Si las hospederías son tan antiguas como los viajes, los grandes hoteles de lujo, y más tarde los “palace” son inseparables de la historia del turismo: surgieron por los años 1830, primero en las metrópolis – Ginebra, París, Zurich etc.– y en algunos lugares de alto valor turístico – Venecia –, y luego, muy pronto, a partir de los años 1860, en la sierra (Interlaken, St. Moritz, etc).

En las metrópolis como en los centros turísticos (balnearios y/o de montaña) se han edificado preferentemente esos grandes hoteles lujosos, de tecnología vanguardista. El primer hotel (1884) que llevó el nombre de “palace” fue el Maloja Palace, en Alta Engadina, a 15 km de St.
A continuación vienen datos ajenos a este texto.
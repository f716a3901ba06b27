//! Settings window: server connection and the license scan path picker.

use super::SchedulerApp;
use crate::ui_egui::dialogs::folder_browser_dialog::{render_folder_browser, FolderBrowserAction};

impl SchedulerApp {
    pub(super) fn render_settings_window(&mut self, ctx: &egui::Context) {
        if !self.show_settings {
            return;
        }

        let mut open = true;
        let mut save_clicked = false;
        let mut browse_clicked = false;

        egui::Window::new("⚙ Settings")
            .open(&mut open)
            .collapsible(false)
            .resizable(false)
            .default_width(440.0)
            .show(ctx, |ui| {
                egui::Grid::new("settings_grid")
                    .num_columns(2)
                    .spacing([12.0, 8.0])
                    .show(ui, |ui| {
                        ui.label("Server URL:");
                        ui.text_edit_singleline(&mut self.settings.server_url);
                        ui.end_row();

                        ui.label("CSRF token:");
                        let mut token = self.settings.csrf_token.clone().unwrap_or_default();
                        if ui
                            .add(egui::TextEdit::singleline(&mut token).password(true))
                            .changed()
                        {
                            self.settings.csrf_token =
                                (!token.trim().is_empty()).then_some(token);
                        }
                        ui.end_row();

                        ui.label("Request timeout (s):");
                        ui.add(
                            egui::DragValue::new(&mut self.settings.request_timeout_secs)
                                .range(1..=300),
                        );
                        ui.end_row();

                        ui.label("Week starts Monday:");
                        ui.checkbox(&mut self.settings.week_starts_monday, "");
                        ui.end_row();

                        ui.label("License scan path:");
                        ui.horizontal(|ui| {
                            ui.add(
                                egui::TextEdit::singleline(&mut self.settings.license_scan_path)
                                    .desired_width(220.0)
                                    .hint_text("/path/to/scans"),
                            );
                            if ui.button("Select path...").clicked() {
                                browse_clicked = true;
                            }
                        });
                        ui.end_row();
                    });

                ui.add_space(6.0);
                ui.label(
                    egui::RichText::new("Server changes take effect after a restart.")
                        .small()
                        .weak(),
                );
                ui.separator();

                ui.with_layout(egui::Layout::right_to_left(egui::Align::Center), |ui| {
                    if ui.button("Save").clicked() {
                        save_clicked = true;
                    }
                });
            });

        if browse_clicked {
            let load = self.folder_browser.open();
            self.start_folder_load(load);
        }

        if save_clicked {
            self.save_settings();
        }

        if !open {
            self.show_settings = false;
        }
    }

    pub(super) fn handle_folder_browser(&mut self, ctx: &egui::Context) {
        match render_folder_browser(ctx, &mut self.folder_browser) {
            FolderBrowserAction::None => {}
            FolderBrowserAction::Load(load) => self.start_folder_load(load),
            FolderBrowserAction::Select => {
                if self
                    .folder_browser
                    .select_current_folder(&mut self.settings.license_scan_path)
                    .is_some()
                {
                    self.save_settings();
                }
            }
            FolderBrowserAction::Close => self.folder_browser.close_modal(),
        }
    }

    fn save_settings(&mut self) {
        match self.settings_service.update(&self.settings) {
            Ok(()) => self.toast_manager.success("Settings saved"),
            Err(err) => {
                log::error!("Failed to save settings: {:#}", err);
                self.toast_manager.error(format!("Could not save settings: {}", err));
            }
        }
    }
}
pub mod agenda_view;
pub mod utils;
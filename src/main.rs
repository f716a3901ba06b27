// Rental Scheduler desktop client
// Main entry point

use std::sync::Arc;

use anyhow::{anyhow, Context, Result};
use rental_scheduler::services::api::{HttpSchedulerApi, StaticCsrfToken};
use rental_scheduler::services::settings::SettingsService;
use rental_scheduler::ui_egui::SchedulerApp;

fn main() -> Result<()> {
    // Initialize logging
    env_logger::Builder::from_env(env_logger::Env::default().default_filter_or("info")).init();

    log::info!("Starting Rental Scheduler client");

    let settings_service = SettingsService::from_project_dirs()?;
    let settings = settings_service.get_or_default();
    log::info!(
        "Using server {} (settings at {})",
        settings.server_url,
        settings_service.path().display()
    );

    let csrf = Arc::new(StaticCsrfToken::new(settings.csrf_token.clone()));
    let api = HttpSchedulerApi::from_settings(&settings, csrf)
        .context("Failed to set up the scheduler API client")?;

    let options = eframe::NativeOptions {
        viewport: egui::ViewportBuilder::default()
            .with_title("Rental Scheduler")
            .with_inner_size([1000.0, 720.0])
            .with_min_inner_size([640.0, 480.0]),
        ..Default::default()
    };

    eframe::run_native(
        "Rental Scheduler",
        options,
        Box::new(move |cc| {
            Ok(Box::new(SchedulerApp::new(
                cc,
                settings,
                settings_service,
                Arc::new(api),
            )))
        }),
    )
    .map_err(|err| anyhow!("UI error: {}", err))
}
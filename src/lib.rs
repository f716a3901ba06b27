// Rental Scheduler client library
// Exports all modules for testing and reuse

pub mod models;
pub mod services;
pub mod ui_egui;
pub mod utils;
Moritz.

Al pie del paso de Maloja, que durante siglos fue el acceso más cómodo a este alto valle a partir del Valle del Po (antigua vía romana), ese hotel de estilo neo-renacentista (300 habitaciones, 450 camas) domina el Lago Sils, en cuyo extremo opuesto se construyó veinticuatro años después otro “palace”, el Waldhaus. El Maloja Palace fue decayendo e incluso fue amenazado con desaparecer (llegó a servir de almacén para el ejército y de centro de vacaciones para niños), hasta que por fin lo reformaron en 2009 ; en cambio el Waldhaus, siempre en manos de la misma familia, ha podido, a pesar de múltiples dificultades, mantenerse como “palace”.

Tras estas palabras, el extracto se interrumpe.